Their departure and the juncture the team had reached meant that the appointment key officers in the club like Chairman Jody Halpin, secretary Grainne Hayes and PRO Liam Murphy would make was going to have a lasting effect.

To fill the void, they turned to someone who has been described as one of the club’s greatest signings, former League of Ireland great, Paddy Purcell. This prompted the former Limerick FC to call time on his playing career. The decision to become manager was one he took weeks to mull over but he was swayed at the prospect of treating it as a transition and continuing to blood new players.

Paddy admitted, “I was definitely ready to hang up the boots, you always want to play as long as you can but I was at the stage where I was ready to hang up the boots and give something else a go. I also thought this would be a good transition from playing as opposed to stopping dead and not being involved, I’ve been involved in playing men’s football for twenty seven years, to go from doing that to not being involved was something I thought would not be the right thing to do. Talking to a few lads and Claire at home, taking the position was viewed as a good idea”.

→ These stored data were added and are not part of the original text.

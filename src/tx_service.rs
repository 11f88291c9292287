use std::collections::HashMap;

use alloy::primitives::{Address, Bytes, B256};
use reqwest::Client;
use serde::Deserialize;

use crate::error::ServiceError;

const CONFIG_SERVICE: &str = "https://safe-config.safe.global/api/v1/chains/";

/// The historical creation record of a Safe, as served by the Safe
/// transaction service. Immutable once fetched.
#[derive(Debug, Clone, Deserialize)]
#[serde(rename_all = "camelCase")]
pub struct CreationRecord {
    pub created: String,
    pub creator: Address,
    pub factory_address: Address,
    #[serde(default)]
    pub master_copy: Option<Address>,
    #[serde(default)]
    pub setup_data: Option<Bytes>,
    pub transaction_hash: B256,
}

#[derive(Debug, Deserialize)]
#[serde(rename_all = "camelCase")]
struct ChainPage {
    next: Option<String>,
    results: Vec<ChainEntry>,
}

#[derive(Debug, Deserialize)]
#[serde(rename_all = "camelCase")]
struct ChainEntry {
    chain_id: String,
    transaction_service: String,
}

pub async fn creation_info(
    client: &Client,
    service_host: &str,
    safe: Address,
) -> Result<CreationRecord, ServiceError> {
    let url = format!(
        "{}/api/v1/safes/{}/creation/",
        service_host.trim_end_matches('/'),
        safe.to_checksum(None)
    );
    get_json(client, &url).await
}

/// Fetch the chain id → transaction-service host map from the Safe config
/// service, following pagination until exhausted.
pub async fn chain_configs(client: &Client) -> Result<HashMap<u64, String>, ServiceError> {
    let mut hosts = HashMap::new();
    let mut url = Some(CONFIG_SERVICE.to_string());
    while let Some(page_url) = url {
        let page: ChainPage = get_json(client, &page_url).await?;
        for entry in page.results {
            if let Ok(chain_id) = entry.chain_id.parse::<u64>() {
                hosts.insert(
                    chain_id,
                    entry.transaction_service.trim_end_matches('/').to_string(),
                );
            }
        }
        url = page.next;
    }
    Ok(hosts)
}

/// GET a JSON document. Transport failures get one transparent retry;
/// well-formed error responses never do.
async fn get_json<T: serde::de::DeserializeOwned>(
    client: &Client,
    url: &str,
) -> Result<T, ServiceError> {
    let mut attempts = 0;
    let response = loop {
        attempts += 1;
        match client.get(url).send().await {
            Ok(response) => break response,
            Err(e) if attempts < 2 && (e.is_connect() || e.is_timeout()) => {
                log::debug!("retrying {url} after transport error: {e}");
            }
            Err(e) => return Err(ServiceError::Http(e)),
        }
    };

    let status = response.status();
    if !status.is_success() {
        let body = response.text().await.unwrap_or_default();
        return Err(ServiceError::Status {
            status: status.as_u16(),
            body,
        });
    }
    Ok(response.json().await?)
}
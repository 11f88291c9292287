mod chains;
mod classifier;
mod cli;
mod commands;
mod contracts;
mod decoder;
mod error;
mod replayer;
mod sync;
mod tx_service;
mod verifier;

use clap::Parser;
use cli::{Cli, Commands};
use tokio::runtime::Runtime;

fn main() -> Result<(), Box<dyn std::error::Error>> {
    env_logger::init();
    let cli = Cli::parse();
    let rt = Runtime::new()?;
    rt.block_on(async {
        match cli.command {
            Commands::Check {
                safe_address,
                source_chain_id,
                source_rpc,
            } => commands::check(&safe_address, source_chain_id, source_rpc).await,
            Commands::CopySafe {
                safe_address,
                source_chain_id,
                target_chain_id,
                node_url,
                private_key,
                source_rpc,
            } => {
                commands::copy_safe(
                    &safe_address,
                    source_chain_id,
                    target_chain_id,
                    &node_url,
                    &private_key,
                    source_rpc,
                )
                .await
            }
            Commands::ConfigDiff {
                safe_address,
                source_chain_id,
                source_rpc,
            } => commands::config_diff(&safe_address, source_chain_id, source_rpc).await,
            Commands::Chains => commands::chains(),
        }
    })
}
use alloy::primitives::Address;

/// Static network metadata, loaded once at process start. The short name is
/// the EIP-3770 prefix used by the Safe web app.
#[derive(Debug, Clone, Copy)]
pub struct ChainDescriptor {
    pub chain_id: u64,
    pub display_name: &'static str,
    pub short_name: &'static str,
    /// Public RPC endpoint for read-only access. Not every chain has one.
    pub rpc_url: Option<&'static str>,
}

pub static CHAINS: &[ChainDescriptor] = &[
    chain(1, "Ethereum", "eth", Some("https://eth.llamarpc.com")),
    chain(10, "Optimism", "oeth", Some("https://mainnet.optimism.io")),
    chain(50, "XDC Network", "xdc", Some("https://rpc.xdcrpc.com")),
    chain(56, "BNB Chain", "bnb", Some("https://bsc-dataseed.binance.org")),
    chain(100, "Gnosis Chain", "gno", Some("https://rpc.gnosischain.com")),
    chain(137, "Polygon", "matic", Some("https://polygon-rpc.com")),
    chain(324, "zkSync Era", "zksync", Some("https://mainnet.era.zksync.io")),
    chain(1101, "Polygon zkEVM", "zkevm", Some("https://zkevm-rpc.com")),
    chain(5000, "Mantle", "mnt", Some("https://rpc.mantle.xyz")),
    chain(8453, "Base", "base", Some("https://mainnet.base.org")),
    chain(42161, "Arbitrum", "arb1", Some("https://arb1.arbitrum.io/rpc")),
    chain(42220, "Celo", "celo", Some("https://forno.celo.org")),
    chain(43114, "Avalanche", "avax", Some("https://api.avax.network/ext/bc/C/rpc")),
    chain(59144, "Linea", "linea", Some("https://rpc.linea.build")),
    chain(84532, "Base Sepolia", "basesep", Some("https://sepolia.base.org")),
    chain(534352, "Scroll", "scr", Some("https://rpc.scroll.io")),
    chain(11155111, "Sepolia", "sep", Some("https://sepolia.drpc.org")),
    chain(1313161554, "Aurora", "aurora", Some("https://mainnet.aurora.dev")),
];

const fn chain(
    chain_id: u64,
    display_name: &'static str,
    short_name: &'static str,
    rpc_url: Option<&'static str>,
) -> ChainDescriptor {
    ChainDescriptor {
        chain_id,
        display_name,
        short_name,
        rpc_url,
    }
}

pub fn by_id(chain_id: u64) -> Option<&'static ChainDescriptor> {
    CHAINS.iter().find(|c| c.chain_id == chain_id)
}

pub fn display_name(chain_id: u64) -> String {
    match by_id(chain_id) {
        Some(c) => c.display_name.to_string(),
        None => format!("chain {chain_id}"),
    }
}

pub fn rpc_url(chain_id: u64) -> Result<&'static str, String> {
    by_id(chain_id)
        .and_then(|c| c.rpc_url)
        .ok_or_else(|| format!("No public RPC available for chain {chain_id}"))
}

/// Link to the Safe in the official web app, e.g.
/// `https://app.safe.global/home?safe=matic:0x...`
pub fn safe_app_url(chain_id: u64, safe: Address) -> Option<String> {
    let descriptor = by_id(chain_id)?;
    Some(format!(
        "https://app.safe.global/home?safe={}:{}",
        descriptor.short_name,
        safe.to_checksum(None)
    ))
}
use alloy::sol;

sol! {
    #[sol(rpc)]
    contract ProxyFactory {
        function createProxy(address singleton, bytes data)
            external
            returns (address proxy);
        function createProxyWithNonce(address singleton, bytes initializer, uint256 saltNonce)
            external
            returns (address proxy);
        function createProxyWithCallback(address singleton, bytes initializer, uint256 saltNonce, address callback)
            external
            returns (address proxy);
        function proxyCreationCode() external pure returns (bytes);
        event ProxyCreation(address proxy, address singleton);
    }
}

sol! {
    #[sol(rpc)]
    contract GnosisSafe {
        function setup(
            address[] owners,
            uint256 threshold,
            address to,
            bytes data,
            address fallbackHandler,
            address paymentToken,
            uint256 payment,
            address payable paymentReceiver
        ) external;
        function getOwners() external view returns (address[]);
        function getThreshold() external view returns (uint256);
        function addOwnerWithThreshold(address owner, uint256 threshold) external;
        function removeOwner(address prevOwner, address owner, uint256 threshold) external;
        function changeThreshold(uint256 threshold) external;
    }
}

Adding Eoin O’Brien to his setup and securing the return of the highly-rated Stephen Austin as coach was top of his agenda. “When you’re doing anything like this you need people who are committed, who you can rely on and trust, having played with football for years and knowing him from back with Limerick and those circles, he would be first on your team sheet so if you have someone of that calibre on your team sheet of course he is going to be one of the lads you would want around you from a management perspective. At the start of the season, Eoin’s role was planned to be more temporary because he hoped to be back from injury, it wasn’t planned to be a full-time thing, for me it was brilliant to have that support even though it was on a temporary basis”.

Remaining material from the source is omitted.